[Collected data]
________________

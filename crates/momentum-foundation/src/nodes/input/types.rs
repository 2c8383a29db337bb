use momentum_ui_graphics::Point;
use std::cell::Cell;
use std::rc::Rc;

pub type PointerId = u64;

#[derive(Clone, Copy, Debug, PartialEq, Eq)]
pub enum PointerEventKind {
    Down,
    Move,
    Up,
    Cancel,
}

/// Source device of a pointer event. Mouse and touch drive the same gesture
/// handling; the type is kept for logging and host-side filtering.
#[derive(Clone, Copy, Debug, Default, PartialEq, Eq, Hash)]
pub enum PointerType {
    #[default]
    Touch,
    Mouse,
}

/// One raw input sample: which pointer, where (viewport-relative) and when.
#[derive(Clone, Copy, Debug, PartialEq)]
pub struct PointerSample {
    pub pointer: PointerId,
    pub position: Point,
    pub time_millis: f64,
}

impl PointerSample {
    pub fn new(pointer: PointerId, position: Point, time_millis: f64) -> Self {
        Self {
            pointer,
            position,
            time_millis,
        }
    }
}

/// Pointer event with default-action suppression tracking.
///
/// A handler that takes over a move (e.g. the drag follower) consumes it so
/// the host skips its native scrolling for that event.
#[derive(Clone, Debug)]
pub struct PointerEvent {
    pub id: PointerId,
    pub kind: PointerEventKind,
    pub pointer_type: PointerType,
    pub position: Point,
    /// Event time in milliseconds on the host's clock.
    pub timestamp_millis: f64,
    /// Shared via Rc<Cell> so consumption is visible across copies.
    consumed: Rc<Cell<bool>>,
}

impl PointerEvent {
    pub fn new(kind: PointerEventKind, position: Point, timestamp_millis: f64) -> Self {
        Self {
            id: 0,
            kind,
            pointer_type: PointerType::default(),
            position,
            timestamp_millis,
            consumed: Rc::new(Cell::new(false)),
        }
    }

    pub fn down(position: Point, timestamp_millis: f64) -> Self {
        Self::new(PointerEventKind::Down, position, timestamp_millis)
    }

    pub fn moved(position: Point, timestamp_millis: f64) -> Self {
        Self::new(PointerEventKind::Move, position, timestamp_millis)
    }

    pub fn up(position: Point, timestamp_millis: f64) -> Self {
        Self::new(PointerEventKind::Up, position, timestamp_millis)
    }

    pub fn cancel(timestamp_millis: f64) -> Self {
        Self::new(PointerEventKind::Cancel, Point::ZERO, timestamp_millis)
    }

    pub fn with_id(mut self, id: PointerId) -> Self {
        self.id = id;
        self
    }

    pub fn with_pointer_type(mut self, pointer_type: PointerType) -> Self {
        self.pointer_type = pointer_type;
        self
    }

    pub fn sample(&self) -> PointerSample {
        PointerSample::new(self.id, self.position, self.timestamp_millis)
    }

    /// Mark this event as consumed, suppressing the host's default action.
    pub fn consume(&self) {
        self.consumed.set(true);
    }

    pub fn is_consumed(&self) -> bool {
        self.consumed.get()
    }
}
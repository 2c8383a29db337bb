//! Robot-style driver for end-to-end gesture tests
//!
//! [`ScrollRobot`] owns a [`ScrollDriver`] wired to an in-memory surface and
//! a [`TransitionAnimator`]. Tests press, move and release like a finger
//! would, then pump frames until the surface settles.
//!
//! # Example
//!
//! ```
//! use momentum_testing::ScrollRobot;
//! use momentum_ui_graphics::Size;
//!
//! let mut robot = ScrollRobot::new(Size::new(400.0, 2000.0), Size::new(400.0, 600.0));
//! robot.flick((200.0, 500.0), (200.0, 300.0), 5);
//! robot.wait_for_idle();
//! assert!(robot.offset().y < 0.0);
//! ```

use std::rc::Rc;

use momentum_animation::{Animator, Easing, TransitionAnimator};
use momentum_foundation::{
    GestureOutcome, GesturePhase, PointerEvent, ScrollConfig, ScrollConfigError, ScrollDriver,
    ScrollSurface, TrackingRegistry,
};
use momentum_ui_graphics::{Point, Size};

/// Frame interval used by [`ScrollRobot::advance_frames`].
pub const FRAME_MILLIS: f64 = 16.0;

/// Interval between the synthetic moves of a drag or flick.
pub const STEP_MILLIS: f64 = 16.0;

/// Upper bound on frames pumped by [`ScrollRobot::wait_for_idle`].
const MAX_IDLE_FRAMES: usize = 2_000;

/// In-memory surface whose rendered offset is whatever the animator drew last.
#[derive(Clone)]
pub struct FakeSurface {
    pub content: Size,
    pub viewport: Size,
    animator: TransitionAnimator,
}

impl FakeSurface {
    pub fn new(content: Size, viewport: Size, animator: TransitionAnimator) -> Self {
        Self {
            content,
            viewport,
            animator,
        }
    }
}

impl ScrollSurface for FakeSurface {
    fn content_size(&self) -> Size {
        self.content
    }

    fn viewport_size(&self) -> Size {
        self.viewport
    }

    fn rendered_offset(&self) -> Point {
        self.animator.rendered_offset()
    }
}

pub struct ScrollRobot {
    driver: ScrollDriver<FakeSurface, TransitionAnimator>,
    registry: Rc<TrackingRegistry>,
    animator: TransitionAnimator,
    time_millis: f64,
    pointer: Point,
    last_outcome: Option<GestureOutcome>,
}

impl ScrollRobot {
    /// Robot with the default configuration and linear easing.
    pub fn new(content: Size, viewport: Size) -> Self {
        match Self::with_config(content, viewport, ScrollConfig::default()) {
            Ok(robot) => robot,
            Err(err) => panic!("default scroll config rejected: {err}"),
        }
    }

    pub fn with_config(
        content: Size,
        viewport: Size,
        config: ScrollConfig,
    ) -> Result<Self, ScrollConfigError> {
        Self::build(content, viewport, config, Point::ZERO)
    }

    /// Robot whose surface is already drawn at `offset`.
    pub fn starting_at(content: Size, viewport: Size, offset: Point) -> Self {
        match Self::build(content, viewport, ScrollConfig::default(), offset) {
            Ok(robot) => robot,
            Err(err) => panic!("default scroll config rejected: {err}"),
        }
    }

    fn build(
        content: Size,
        viewport: Size,
        config: ScrollConfig,
        offset: Point,
    ) -> Result<Self, ScrollConfigError> {
        let animator = TransitionAnimator::with_easing(offset, Easing::Linear);
        let registry = Rc::new(TrackingRegistry::new());
        let surface = FakeSurface::new(content, viewport, animator.clone());
        let driver = ScrollDriver::new(surface, animator.clone(), registry.clone(), config)?;
        Ok(Self {
            driver,
            registry,
            animator,
            time_millis: 0.0,
            pointer: Point::ZERO,
            last_outcome: None,
        })
    }

    /// Current robot clock, in milliseconds.
    pub fn now(&self) -> f64 {
        self.time_millis
    }

    /// Logical offset held by the state machine.
    pub fn offset(&self) -> Point {
        self.driver.offset()
    }

    /// Offset the surface is drawn at right now.
    pub fn rendered_offset(&self) -> Point {
        self.animator.rendered_offset()
    }

    pub fn phase(&self) -> GesturePhase {
        self.driver.phase()
    }

    pub fn is_tracking(&self) -> bool {
        self.driver.is_tracking()
    }

    pub fn is_animating(&self) -> bool {
        self.animator.is_running()
    }

    pub fn is_at_rest(&self) -> bool {
        self.driver.is_at_rest() && !self.animator.is_running()
    }

    pub fn registry(&self) -> &TrackingRegistry {
        &self.registry
    }

    pub fn last_outcome(&self) -> Option<GestureOutcome> {
        self.last_outcome
    }

    /// Changes the content extent, as if the surface relaid out.
    pub fn set_content_size(&mut self, content: Size) {
        self.driver.surface_mut().content = content;
    }

    /// Sends `event` through the driver and reports whether it was consumed.
    pub fn send(&mut self, event: PointerEvent) -> bool {
        if let Some(outcome) = self.driver.dispatch(&event) {
            self.last_outcome = Some(outcome);
        }
        event.is_consumed()
    }

    pub fn press(&mut self, x: f32, y: f32) {
        self.pointer = Point::new(x, y);
        self.send(PointerEvent::down(self.pointer, self.time_millis));
    }

    /// Moves the pointer `STEP_MILLIS` after the previous event.
    pub fn move_to(&mut self, x: f32, y: f32) -> bool {
        self.time_millis += STEP_MILLIS;
        self.pointer = Point::new(x, y);
        self.send(PointerEvent::moved(self.pointer, self.time_millis))
    }

    /// Releases where the pointer is, `after_millis` after the last event.
    pub fn release_after(&mut self, after_millis: f64) -> Option<GestureOutcome> {
        self.time_millis += after_millis;
        self.last_outcome = None;
        self.send(PointerEvent::up(self.pointer, self.time_millis));
        self.last_outcome
    }

    pub fn release(&mut self) -> Option<GestureOutcome> {
        self.release_after(STEP_MILLIS)
    }

    pub fn cancel(&mut self) -> Option<GestureOutcome> {
        self.last_outcome = None;
        self.send(PointerEvent::cancel(self.time_millis));
        self.last_outcome
    }

    /// Presses at `from` and moves to `to` in `steps` even moves without
    /// releasing.
    pub fn drag_to(&mut self, from: (f32, f32), to: (f32, f32), steps: usize) {
        self.press(from.0, from.1);
        let steps = steps.max(1);
        for i in 1..=steps {
            let t = i as f32 / steps as f32;
            let x = from.0 + (to.0 - from.0) * t;
            let y = from.1 + (to.1 - from.1) * t;
            self.move_to(x, y);
        }
    }

    /// A full drag released one step after the last move.
    pub fn flick(
        &mut self,
        from: (f32, f32),
        to: (f32, f32),
        steps: usize,
    ) -> Option<GestureOutcome> {
        self.drag_to(from, to, steps);
        self.release()
    }

    /// Renders `frames` frames, one every `FRAME_MILLIS`.
    pub fn advance_frames(&mut self, frames: usize) {
        for _ in 0..frames {
            self.animator.advance(self.frame_time_nanos());
            self.time_millis += FRAME_MILLIS;
        }
    }

    /// Renders frames until no transition is running, chained ones included.
    ///
    /// Returns the rendered offset of every frame, in order.
    pub fn wait_for_idle(&mut self) -> Vec<Point> {
        let mut trail = Vec::new();
        for _ in 0..MAX_IDLE_FRAMES {
            if !self.animator.is_running() {
                return trail;
            }
            self.advance_frames(1);
            trail.push(self.animator.rendered_offset());
        }
        log::warn!(
            "surface still animating after {} frames at {:?}",
            MAX_IDLE_FRAMES,
            self.animator.rendered_offset()
        );
        trail
    }

    fn frame_time_nanos(&self) -> u64 {
        (self.time_millis * 1_000_000.0) as u64
    }
}
//! Foundation for Momentum: the inertial-scroll gesture state machine and the
//! pointer plumbing that feeds it.

mod bounds;
mod config;
mod driver;
pub mod gesture_constants;
pub mod nodes;
mod scrollable;
mod surface;

pub use bounds::ScrollBounds;
pub use config::{ScrollConfig, ScrollConfigError};
pub use driver::ScrollDriver;
pub use nodes::input::{
    EventScope, PointerEvent, PointerEventKind, PointerId, PointerSample, PointerType,
    TrackingGuard, TrackingRegistry,
};
pub use scrollable::{
    AnimationCommand, Effect, GestureOutcome, GesturePhase, Scrollable, Transition,
};
pub use surface::{ScrollSurface, SurfaceMetrics};

pub mod prelude {
    pub use crate::bounds::ScrollBounds;
    pub use crate::config::ScrollConfig;
    pub use crate::driver::ScrollDriver;
    pub use crate::nodes::input::prelude::*;
    pub use crate::nodes::input::{EventScope, TrackingRegistry};
    pub use crate::scrollable::{Effect, GestureOutcome, GesturePhase, Scrollable, Transition};
    pub use crate::surface::{ScrollSurface, SurfaceMetrics};
}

________________

▶ _How to complete this task_: Report how many lines in the data include the word "Option", and give nothing but the count.

▶ _Result for this exercise_: 6